- [EXERCISE OBJECTIVE] Scan the entries for the word "that", and copy every line where it appears.

Collected data entries

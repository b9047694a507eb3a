//! Submit lifecycle.
//!
//! A submission walks `Idle -> Resetting -> Validating -> [Acting] -> Cleanup -> Idle`.
//! The four opening writes (response, count, submitted, submitting) run inside
//! one host batch. Validation and action failures never escape: they become an
//! error [`Response`] on the form, and `submitting` is cleared on every exit,
//! including panics and a dropped future.

use std::future::Future;

use thiserror::Error;

use super::response::Response;
use super::store::{FormError, FormId, FormResult, FormStore};
use super::validation::{FormModel, ValidateOptions};
use crate::reactivity::ReactivityDeps;

pub const UNKNOWN_ERROR_MESSAGE: &str = "An unknown error has occurred.";

#[derive(Clone, Copy, Debug, Eq, PartialEq)]
pub struct SubmitOptions {
    /// Leave the previous response in place instead of clearing it.
    pub keep_response: bool,
    pub should_active: bool,
    pub should_touched: bool,
    pub should_dirty: bool,
    pub should_focus: bool,
}

impl Default for SubmitOptions {
    fn default() -> Self {
        let validate = ValidateOptions::default();
        Self {
            keep_response: false,
            should_active: validate.should_active,
            should_touched: validate.should_touched,
            should_dirty: validate.should_dirty,
            should_focus: validate.should_focus,
        }
    }
}

impl From<SubmitOptions> for ValidateOptions {
    fn from(options: SubmitOptions) -> Self {
        Self {
            should_active: options.should_active,
            should_touched: options.should_touched,
            should_dirty: options.should_dirty,
            should_focus: options.should_focus,
        }
    }
}

/// Failure of a submit action, carrying whatever message it had.
#[derive(Debug, Clone, Default, Eq, PartialEq, Error)]
#[error("{}", message_or_default(.message))]
pub struct SubmitError {
    message: Option<String>,
}

fn message_or_default(message: &Option<String>) -> &str {
    message
        .as_deref()
        .filter(|message| !message.is_empty())
        .unwrap_or(UNKNOWN_ERROR_MESSAGE)
}

impl SubmitError {
    pub fn new(message: impl Into<String>) -> Self {
        Self {
            message: Some(message.into()),
        }
    }

    /// A failure with nothing to say about itself.
    pub fn unknown() -> Self {
        Self { message: None }
    }

    pub fn from_error(error: &(dyn std::error::Error + 'static)) -> Self {
        Self::new(error.to_string())
    }

    pub fn message(&self) -> Option<&str> {
        self.message.as_deref().filter(|message| !message.is_empty())
    }

    pub fn message_or_default(&self) -> &str {
        message_or_default(&self.message)
    }
}

impl From<FormError> for SubmitError {
    fn from(error: FormError) -> Self {
        Self::from_error(&error)
    }
}

impl From<String> for SubmitError {
    fn from(message: String) -> Self {
        Self::new(message)
    }
}

impl From<&str> for SubmitError {
    fn from(message: &str) -> Self {
        Self::new(message)
    }
}

#[derive(Clone, Copy, Debug, Eq, PartialEq)]
pub enum SubmitPhase {
    Idle,
    Resetting,
    Validating,
    Acting,
    Cleanup,
}

impl SubmitPhase {
    pub fn can_advance_to(self, next: SubmitPhase) -> bool {
        matches!(
            (self, next),
            (SubmitPhase::Idle, SubmitPhase::Resetting)
                | (SubmitPhase::Resetting, SubmitPhase::Validating)
                | (SubmitPhase::Validating, SubmitPhase::Acting)
                | (SubmitPhase::Validating, SubmitPhase::Cleanup)
                | (SubmitPhase::Acting, SubmitPhase::Cleanup)
                | (SubmitPhase::Cleanup, SubmitPhase::Idle)
        )
    }
}

struct SubmitLifecycle {
    form_id: FormId,
    phase: SubmitPhase,
}

impl SubmitLifecycle {
    fn new(form_id: FormId) -> Self {
        Self {
            form_id,
            phase: SubmitPhase::Idle,
        }
    }

    fn advance(&mut self, next: SubmitPhase) {
        debug_assert!(
            self.phase.can_advance_to(next),
            "invalid submit phase transition: {:?} -> {:?}",
            self.phase,
            next
        );
        tracing::trace!(form = %self.form_id, from = ?self.phase, to = ?next, "submit phase");
        self.phase = next;
    }
}

/// Clears `submitting` when dropped, whatever path left the submission.
struct SubmittingGuard<'a, T>
where
    T: FormModel,
{
    form: &'a FormStore<T>,
}

impl<T> Drop for SubmittingGuard<'_, T>
where
    T: FormModel,
{
    fn drop(&mut self) {
        self.form.finish_submitting();
    }
}

/// Runs one submission of `form`.
///
/// Returns an error only when the opening batch cannot write the form state,
/// or when the batch strategy never runs the mutation it was handed.
/// Everything that goes wrong afterwards ends up in [`FormStore::response`].
pub async fn handle_submit<T, A, Fut>(
    deps: &ReactivityDeps,
    form: &FormStore<T>,
    action: A,
    options: SubmitOptions,
) -> FormResult<()>
where
    T: FormModel,
    A: FnOnce() -> Fut,
    Fut: Future<Output = Result<(), SubmitError>>,
{
    let mut lifecycle = SubmitLifecycle::new(form.form_id()?);
    lifecycle.advance(SubmitPhase::Resetting);

    let mut opened = None;
    deps.run_batch(|| opened = Some(form.begin_submit(options.keep_response)));
    let submit_count = opened.ok_or(FormError::BatchSkipped)??;
    let cleanup = SubmittingGuard { form };
    tracing::debug!(form = %lifecycle.form_id, submit_count, "submitting form");

    lifecycle.advance(SubmitPhase::Validating);
    let outcome = validate_then_act(form, action, options, &mut lifecycle).await;
    if let Err(error) = outcome {
        let message = error.message_or_default();
        tracing::warn!(form = %lifecycle.form_id, error = message, "form submission failed");
        if let Err(write_error) = form.set_response(Response::error(message)) {
            tracing::warn!(
                form = %lifecycle.form_id,
                %write_error,
                "could not record submit error"
            );
        }
    }

    lifecycle.advance(SubmitPhase::Cleanup);
    drop(cleanup);
    lifecycle.advance(SubmitPhase::Idle);
    Ok(())
}

async fn validate_then_act<T, A, Fut>(
    form: &FormStore<T>,
    action: A,
    options: SubmitOptions,
    lifecycle: &mut SubmitLifecycle,
) -> Result<(), SubmitError>
where
    T: FormModel,
    A: FnOnce() -> Fut,
    Fut: Future<Output = Result<(), SubmitError>>,
{
    if !form.validate(options.into()).await? {
        tracing::debug!(form = %lifecycle.form_id, "submission skipped, form is invalid");
        return Ok(());
    }
    lifecycle.advance(SubmitPhase::Acting);
    action().await
}

impl<T> FormStore<T>
where
    T: FormModel,
{
    /// Submits the form with an action that takes no arguments.
    pub async fn submit<A, Fut>(
        &self,
        deps: &ReactivityDeps,
        action: A,
        options: SubmitOptions,
    ) -> FormResult<()>
    where
        A: FnOnce() -> Fut,
        Fut: Future<Output = Result<(), SubmitError>>,
    {
        handle_submit(deps, self, action, options).await
    }

    /// Submits the form, handing the action the values as they were once
    /// validation passed.
    pub async fn submit_with<A, Fut>(
        &self,
        deps: &ReactivityDeps,
        action: A,
        options: SubmitOptions,
    ) -> FormResult<()>
    where
        A: FnOnce(T) -> Fut,
        Fut: Future<Output = Result<(), SubmitError>>,
    {
        let form = self.clone();
        handle_submit(
            deps,
            self,
            move || async move {
                match form.values() {
                    Ok(values) => action(values).await,
                    Err(error) => Err(SubmitError::from(error)),
                }
            },
            options,
        )
        .await
    }

    fn begin_submit(&self, keep_response: bool) -> FormResult<u32> {
        if !keep_response {
            self.write("clearing response for submit", |state| {
                state.response = None;
            })?;
        }
        let submit_count = self.write("incrementing submit count", |state| {
            state.submit_count = state.submit_count.saturating_add(1);
            state.submit_count
        })?;
        self.write("marking form submitted", |state| state.submitted = true)?;
        self.write("marking form submitting", |state| state.submitting = true)?;
        Ok(submit_count)
    }

    fn finish_submitting(&self) {
        // Runs from a destructor, so a poisoned lock is recovered rather than
        // reported.
        {
            let mut state = match self.state.write() {
                Ok(guard) => guard,
                Err(poisoned) => poisoned.into_inner(),
            };
            state.submitting = false;
        }
        self.notifier.notify();
    }
}

#[cfg(test)]
mod tests {
    use super::*;

    #[test]
    fn phases_follow_the_submit_path() {
        use SubmitPhase::*;

        assert!(Idle.can_advance_to(Resetting));
        assert!(Resetting.can_advance_to(Validating));
        assert!(Validating.can_advance_to(Acting));
        assert!(Validating.can_advance_to(Cleanup));
        assert!(Acting.can_advance_to(Cleanup));
        assert!(Cleanup.can_advance_to(Idle));

        assert!(!Idle.can_advance_to(Acting));
        assert!(!Resetting.can_advance_to(Acting));
        assert!(!Acting.can_advance_to(Validating));
        assert!(!Cleanup.can_advance_to(Validating));
    }

    #[test]
    fn submit_error_falls_back_when_message_is_missing_or_empty() {
        assert_eq!(SubmitError::unknown().message_or_default(), UNKNOWN_ERROR_MESSAGE);
        assert_eq!(SubmitError::new("").message_or_default(), UNKNOWN_ERROR_MESSAGE);
        assert_eq!(SubmitError::from("boom").message_or_default(), "boom");
        assert_eq!(SubmitError::unknown().to_string(), UNKNOWN_ERROR_MESSAGE);
    }

    #[test]
    fn submit_error_wraps_std_errors_by_display() {
        let io = std::io::Error::other("disk full");
        assert_eq!(SubmitError::from_error(&io).message(), Some("disk full"));

        let poisoned = SubmitError::from(FormError::StatePoisoned("reading form"));
        assert_eq!(
            poisoned.message(),
            Some("form state lock poisoned while reading form")
        );
    }

    #[test]
    fn submit_options_forward_validation_flags() {
        let options = SubmitOptions {
            keep_response: true,
            should_touched: true,
            should_focus: false,
            ..SubmitOptions::default()
        };
        let validate = ValidateOptions::from(options);
        assert!(validate.should_active);
        assert!(validate.should_touched);
        assert!(!validate.should_dirty);
        assert!(!validate.should_focus);
    }
}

- [RESPONSE TO THIS TASK]
/// Everything that goes wrong afterwards ends up in [`FormStore::response`].
    /// Submits the form with an action that takes no arguments.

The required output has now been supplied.